What to produce:
Reproduce each line of the entries that carries "join".

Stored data
++++++++

//! Per-session working folders for formulations that write files.

use std::fs;
use std::io::ErrorKind;
use std::path::{Path, PathBuf};

use chrono::NaiveDateTime;
use tracing::info;

use crate::error::{EngineError, EngineResult};

/// Replace every character outside `[A-Za-z0-9_-]` with `-`.
pub fn sanitize_name(name: &str) -> String {
    name.chars()
        .map(|c| {
            if c.is_ascii_alphanumeric() || c == '_' || c == '-' {
                c
            } else {
                '-'
            }
        })
        .collect()
}

/// Create `<root>/<game>/session-<YYYY-MM-DD-HH-MM>-s<NNN>/`.
///
/// `NNN` is one more than the number of folders already started in the
/// same minute, bumped further if that name is taken.
pub fn create_session_folder(
    root: &Path,
    game_name: &str,
    now: NaiveDateTime,
) -> EngineResult<PathBuf> {
    let game_dir = root.join(sanitize_name(game_name));
    let prefix = format!("session-{}-s", now.format("%Y-%m-%d-%H-%M"));
    let folder_error = |path: &Path, source: std::io::Error| EngineError::SessionFolder {
        path: path.to_path_buf(),
        source,
    };

    let existing = match fs::read_dir(&game_dir) {
        Ok(entries) => entries
            .filter_map(Result::ok)
            .filter(|e| e.file_name().to_string_lossy().starts_with(&prefix))
            .count(),
        Err(e) if e.kind() == ErrorKind::NotFound => 0,
        Err(e) => return Err(folder_error(&game_dir, e)),
    };

    let mut n = existing + 1;
    let mut folder = game_dir.join(format!("{prefix}{n:03}"));
    while folder.exists() {
        n += 1;
        folder = game_dir.join(format!("{prefix}{n:03}"));
    }

    fs::create_dir_all(&folder).map_err(|e| folder_error(&folder, e))?;
    info!(path = %folder.display(), "created session folder");
    Ok(folder)
}

#[cfg(test)]
mod tests {
    use chrono::NaiveDate;

    use super::*;

    fn minute() -> NaiveDateTime {
        NaiveDate::from_ymd_opt(2026, 2, 14)
            .unwrap()
            .and_hms_opt(9, 5, 30)
            .unwrap()
    }

    #[test]
    fn names_are_sanitized() {
        assert_eq!(sanitize_name("Trivial Writing Game"), "Trivial-Writing-Game");
        assert_eq!(sanitize_name("tic_tac-toe 2.0!"), "tic_tac-toe-2-0-");
    }

    #[test]
    fn sequence_numbers_count_same_minute_sessions() {
        let root = tempfile::tempdir().unwrap();
        let first = create_session_folder(root.path(), "Word Game", minute()).unwrap();
        let second = create_session_folder(root.path(), "Word Game", minute()).unwrap();
        assert!(first.ends_with("Word-Game/session-2026-02-14-09-05-s001"));
        assert!(second.ends_with("Word-Game/session-2026-02-14-09-05-s002"));
        assert!(first.is_dir() && second.is_dir());
    }

    #[test]
    fn taken_numbers_are_skipped() {
        let root = tempfile::tempdir().unwrap();
        let game = root.path().join("Game");
        fs::create_dir_all(game.join("session-2026-02-14-09-05-s002")).unwrap();
        // one existing folder means s002 is tried first, then bumped
        let folder = create_session_folder(root.path(), "Game", minute()).unwrap();
        assert!(folder.ends_with("session-2026-02-14-09-05-s003"));
    }

    #[test]
    fn other_minutes_do_not_count() {
        let root = tempfile::tempdir().unwrap();
        let game = root.path().join("Game");
        fs::create_dir_all(game.join("session-2026-02-14-09-04-s001")).unwrap();
        let folder = create_session_folder(root.path(), "Game", minute()).unwrap();
        assert!(folder.ends_with("session-2026-02-14-09-05-s001"));
    }
}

++++++++

Answer section:
    let game_dir = root.join(sanitize_name(game_name));
    let mut folder = game_dir.join(format!("{prefix}{n:03}"));
        folder = game_dir.join(format!("{prefix}{n:03}"));
        let game = root.path().join("Game");
        fs::create_dir_all(game.join("session-2026-02-14-09-05-s002")).unwrap();
        let game = root.path().join("Game");
        fs::create_dir_all(game.join("session-2026-02-14-09-04-s001")).unwrap();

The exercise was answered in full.